In 1945 and 1946 credit was offered to France, Denmark, Norway, Belgium, the Netherlands, Turkey, Czechoslovakia, Finland, Italy, Ethiopia, Greece, Poland and Austria to purchase equipment, facilities, and services from the United States. The financing was designed to aid reconstruction of the nations and to repair their import and export capability through the purchase of new machinery, currency exchange, and improvements and repairs to infrastructure and transportation systems.
First credits to post-Soviet nations
When the Berlin Wall fell in 1989 and the USSR was dissolved in 1991, U.S. companies were able to conduct business freely with Eastern Europe for the first time since the end of WWII. Ex-Im Bank was one of the first financial institutions to provide financing for exports to the former Soviet Union, Poland, Czechoslovakia and the newly independent nations that emerged after 1991. In 1990, President George H.W. Bush waived the Jackson-Vanik Amendment, which had officially blocked normal trade relations with communist countries since 1975. This waiver permitted all Ex-Im Bank guarantee and insurance programs to U.S. companies wanting to do business with the USSR and several former communist countries.
Ex-Im Bank resumed business with Czechoslovakia in March 1990. On January 25, 1991, Ex-Im Bank approved the first transaction to Czechoslovakia since 1947. Financed by First Interstate Bank of Los Angeles, CA, the guarantee allowed Tonak Hat Company to purchase computers from a U.S. company, Digital Equipment Corporation of Massachusetts. Since 1991, Ex-Im Bank has supported exports to 25 of the nations that emerged after the fall of the Iron Curtain.
First credit to India
After a visit to India in January 2015, President Obama announced that the Ex-Im Bank will finance $1 billion of exports of 'Made-in-America' products, the U.S. Overseas Private Investment Corporation will lend $1 billion to small- and medium-sized rural enterprises and the U.S. Trade and Development Agency will commit $2 billion for renewable energy. Obama and Modi agreed on issues that had previously stopped U.S. companies from establishing nuclear reactors in India.
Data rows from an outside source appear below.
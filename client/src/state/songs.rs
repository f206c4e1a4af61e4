//! Songs page state: the song list plus the create/update form.
//!
//! DESIGN
//! ======
//! The form is in exactly one of three modes (idle, creating, updating a
//! selected song), so the mode and the selected song live in one enum
//! instead of two flags and a nullable. Every successful mutation bumps
//! `refresh_seq`; the page watches it and re-fetches the whole list. There
//! is no incremental list edit.
//!
//! ERROR HANDLING
//! ==============
//! A failed service call records its message in `error` and leaves the mode
//! untouched, so the open form stays where the user left it.

#[cfg(test)]
#[path = "songs_test.rs"]
mod songs_test;

use songs::{Song, SongField, SongFields, SongList, ValidationErrors, song_id_from_entropy, validate_fields};

/// Which form, if any, the songs page is showing.
#[derive(Clone, Debug, Default, PartialEq, Eq)]
pub enum FormMode {
    #[default]
    Idle,
    Creating,
    /// Editing the contained song; its id is reused on save.
    Updating(Song),
}

/// Kind of mutation a save produced.
#[derive(Clone, Copy, Debug, PartialEq, Eq)]
pub enum SaveKind {
    Create,
    Update,
}

/// A mutation ready to send to the song service.
#[derive(Clone, Debug, PartialEq, Eq)]
pub enum SaveRequest {
    Create(Song),
    Update(Song),
}

impl SaveRequest {
    #[must_use]
    pub fn kind(&self) -> SaveKind {
        match self {
            Self::Create(_) => SaveKind::Create,
            Self::Update(_) => SaveKind::Update,
        }
    }

    #[must_use]
    pub fn song(&self) -> &Song {
        match self {
            Self::Create(song) | Self::Update(song) => song,
        }
    }
}

/// State behind the songs page, provided as `RwSignal<SongsState>` context.
#[derive(Clone, Debug, Default)]
pub struct SongsState {
    pub mode: FormMode,
    pub form: SongFields,
    pub form_errors: Option<ValidationErrors>,
    pub songs: Vec<Song>,
    pub loading: bool,
    /// Success message from the last mutation.
    pub notice: Option<String>,
    pub error: Option<String>,
    /// Bumped after each successful mutation to request a list re-fetch.
    pub refresh_seq: u64,
}

impl SongsState {
    #[must_use]
    pub fn is_create(&self) -> bool {
        matches!(self.mode, FormMode::Creating)
    }

    #[must_use]
    pub fn is_update(&self) -> bool {
        matches!(self.mode, FormMode::Updating(_))
    }

    /// The song selected for update, if any.
    #[must_use]
    pub fn current_song(&self) -> Option<&Song> {
        match &self.mode {
            FormMode::Updating(song) => Some(song),
            FormMode::Idle | FormMode::Creating => None,
        }
    }

    #[must_use]
    pub fn is_form_open(&self) -> bool {
        !matches!(self.mode, FormMode::Idle)
    }

    /// Open the form for a new song.
    pub fn show_create_song(&mut self) {
        self.mode = FormMode::Creating;
        self.reset_form();
    }

    /// Open the form for `song`, pre-filled with its fields.
    pub fn show_update_song(&mut self, song: Song) {
        self.form = song.fields();
        self.form_errors = None;
        self.mode = FormMode::Updating(song);
    }

    /// Close the form and drop the selection.
    pub fn cancel_form(&mut self) {
        self.mode = FormMode::Idle;
        self.reset_form();
    }

    /// Turn the form into a service mutation.
    ///
    /// Returns `None` when idle, when the fields fail validation (recorded in
    /// `form_errors`), or when the selected song has no id. Otherwise the
    /// form is reset right away; the mode stays until [`finish_save`].
    ///
    /// [`finish_save`]: SongsState::finish_save
    pub fn save_song(&mut self, new_id: impl FnOnce() -> String) -> Option<SaveRequest> {
        if !self.is_form_open() {
            return None;
        }
        if let Err(errors) = validate_fields(&self.form) {
            self.form_errors = Some(errors);
            return None;
        }

        let fields = self.form.clone();
        let request = match &self.mode {
            FormMode::Idle => return None,
            FormMode::Creating => SaveRequest::Create(Song::from_fields(new_id(), fields)),
            FormMode::Updating(current) if current.has_id() => {
                SaveRequest::Update(Song::from_fields(current.id.clone(), fields))
            }
            FormMode::Updating(_) => return None,
        };

        self.reset_form();
        self.error = None;
        Some(request)
    }

    /// Record a successful create/update: close the matching mode and ask
    /// for a list refresh.
    pub fn finish_save(&mut self, kind: SaveKind) {
        match (kind, &self.mode) {
            (SaveKind::Create, FormMode::Creating) | (SaveKind::Update, FormMode::Updating(_)) => {
                self.mode = FormMode::Idle;
            }
            _ => {}
        }
        self.error = None;
        self.notice = Some(
            match kind {
                SaveKind::Create => "Song created.",
                SaveKind::Update => "Song updated.",
            }
            .to_owned(),
        );
        self.request_refresh();
    }

    /// Record a successful delete and ask for a list refresh.
    pub fn finish_remove(&mut self) {
        self.error = None;
        self.notice = Some("Song removed.".to_owned());
        self.request_refresh();
    }

    pub fn begin_fetch(&mut self) {
        self.loading = true;
    }

    /// Replace the list with a freshly fetched one.
    pub fn apply_song_list(&mut self, list: SongList) {
        self.songs = list.songs;
        self.loading = false;
        self.error = None;
    }

    /// Record a failed list fetch.
    pub fn fail_fetch(&mut self, message: impl Into<String>) {
        self.error = Some(message.into());
        self.loading = false;
    }

    /// Record a failed create, update or delete. The form mode and any
    /// in-flight fetch are left as they were.
    pub fn fail(&mut self, message: impl Into<String>) {
        self.error = Some(message.into());
    }

    /// Banner text: the latest error, else the latest notice.
    #[must_use]
    pub fn banner(&self) -> Option<String> {
        self.error.clone().or_else(|| self.notice.clone())
    }

    pub fn dismiss_messages(&mut self) {
        self.notice = None;
        self.error = None;
    }

    /// Message for the first failed rule on `field`, if any.
    #[must_use]
    pub fn field_error(&self, field: SongField) -> Option<String> {
        self.form_errors
            .as_ref()
            .and_then(|errors| errors.for_field(field))
            .map(ToString::to_string)
    }

    fn reset_form(&mut self) {
        self.form = SongFields::default();
        self.form_errors = None;
    }

    fn request_refresh(&mut self) {
        self.refresh_seq = self.refresh_seq.wrapping_add(1);
    }
}

/// Generate a client-side song id: a random integer below 999,999,999.
#[must_use]
pub fn new_song_id() -> String {
    song_id_from_entropy(uuid::Uuid::new_v4().as_u128())
}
Supporters say that the bank emphasizes trying to help small and medium size businesses expand their exporting capabilities. CEO and President of the National Association of Manufacturers, Jay Timmons stated: "The Ex-Im Bank plays a critical role in manufacturer's ability to export to new markets and keep up with growing global competition. The Bank assists nearly 290,000 export related jobs and each year is helping more and more small and medium-sized manufacturers grow their businesses and hire new workers. More than 85% of all Ex-Im transactions directly benefit small business exporters—the economic engine that powers our economy and job creation."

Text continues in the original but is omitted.